前略 弊社と致しましては〇〇様にご入社頂けたらと―――
 嘘だろと思った。いや、絶対不採用の流れだったじゃん。無職期間もっと謳歌しようと思っていたのに、僕の覚悟はどうなるんだ。社会に戻りたくない、僕をもうしばらく無職のままでいさせて―――

仕事なんてしないほうがいい。

まとめ 無職生活を充実させるには

1.自分が病んでるなと思ったら誰かに助けてもらおう!

 初動自体はなんとか自力で立ち直りましたが一時的なものなので他者へ頼るか、それでも難しい場合は病院の受診をしよう!病名が付かなくたって人に話を聞いてもらい、思考を整理して解決策を導き出すのはとても大切なことです。

2.映像コンテンツは偉大!余った時間を無限に潰せる!

 YouTubeやサブスクは本当に偉大です。お気に入りのチャンネルや番組を見つけて余った時間を有意義に過ごしましょう。

3.学園アイドルマスターをプレイしよう!

 本当に生きていくモチベーションになった。本当に素晴らしいコンテンツをありがとうバンナム。そして面白いシナリオを書いてくれたシナリオチームの皆さん、そして倉本千奈さん。

4.ゼンレスゾーンゼロをプレイしよう!

 脳みそを空っぽにして敵をぶった切って気持ちよくなろう!でも零号ホロウは虚化するのでどうにかしてください。

5.異性がたくさん出るゲームをプレイしよう!

 可愛い女の子見てれば元気になります。少なくとも僕は。

6.グランブルーファンタジーはやらないほうがいい

 これは仕事だからやらないほうがいい。


あとがき

 仕事を辞めるにあたって、僕自身に未熟な部分が多々あったと反省しているし、改めようと努力をしている。それでも、運が悪かったな、もっと早い段階で見切りを付けていればなとか色々思うところがある。本当に辛くなったり自分に危険を感じたら間に合わなくなる前にさっさと辞めたほうがいい。
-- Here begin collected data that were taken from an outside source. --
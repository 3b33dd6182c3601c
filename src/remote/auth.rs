//! Account endpoints: sign in and registration.
//!
//! These live beside the collections at `{api_url}/auth/login` and
//! `{api_url}/auth/register` and are called without a bearer token.

use super::http::{build_client, decode, send};
use super::{RemoteError, RemoteResult};
use crate::session::UserProfile;
use reqwest::Client;
use serde::Serialize;
use std::fmt;
use std::time::Duration;
use tracing::{debug, info, warn};

#[derive(Serialize)]
struct Credentials<'a> {
    username: &'a str,
    password: &'a str,
}

/// New account details sent to the registration endpoint.
#[derive(Clone, Serialize)]
#[serde(rename_all = "camelCase")]
pub struct Registration {
    pub username: String,
    pub email: String,
    pub password: String,
    pub first_name: String,
    pub last_name: String,
}

impl fmt::Debug for Registration {
    fn fmt(&self, f: &mut fmt::Formatter<'_>) -> fmt::Result {
        f.debug_struct("Registration")
            .field("username", &self.username)
            .field("email", &self.email)
            .field("first_name", &self.first_name)
            .field("last_name", &self.last_name)
            .finish_non_exhaustive()
    }
}

/// Client for the authentication endpoints.
pub struct AuthClient {
    client: Client,
    auth_url: String,
}

impl AuthClient {
    pub fn new(api_url: &str, timeout: Option<Duration>) -> RemoteResult<Self> {
        Ok(Self {
            client: build_client(timeout)?,
            auth_url: format!("{}/auth", api_url.trim_end_matches('/')),
        })
    }

    pub fn auth_url(&self) -> &str {
        &self.auth_url
    }

    /// Exchange credentials for a signed-in profile.
    ///
    /// A response without a token is reported as a decode failure; the
    /// profile is useless for later requests.
    pub async fn login(&self, username: &str, password: &str) -> RemoteResult<UserProfile> {
        let url = format!("{}/login", self.auth_url);
        let body = Credentials { username, password };
        let resp = send(self.client.post(&url).json(&body)).await?;
        let user: UserProfile = decode(resp).await?;

        if user.token.is_empty() {
            warn!(username, "Login response carried no token");
            return Err(RemoteError::decode("login response did not include a token"));
        }
        info!(username = %user.username, "Signed in");
        Ok(user)
    }

    /// Create an account. The returned profile may not carry a token; sign
    /// in afterwards to obtain one.
    pub async fn register(&self, registration: &Registration) -> RemoteResult<UserProfile> {
        let url = format!("{}/register", self.auth_url);
        let resp = send(self.client.post(&url).json(registration)).await?;
        let user: UserProfile = decode(resp).await?;
        debug!(username = %user.username, id = ?user.id, "Registered account");
        Ok(user)
    }
}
でも自分の事なのに気付けない人は本当に気付けないんだと思う。
 仕事を変えたり、一時的に行政の支援を受けてみたり、家族に頼ってみたり――仕事を続ける事も前進だと思うけれど、環境を変えたり、休んで次の準備をする事も前進の一つだと思う。でも、それすら難しい状態の人がいて、上手く立ち回れず潰れちゃって、二度と立ち上がれなくなる人もいる。ここ数日はそんな事をよく考える。
 結局のところ僕は運が良かったのだ。家族に恵まれ、友人に恵まれ、没頭出来る何かがあった。本当にそれに尽きると思う。仕事を辞めてから今まで関わってくれた全てに感謝を。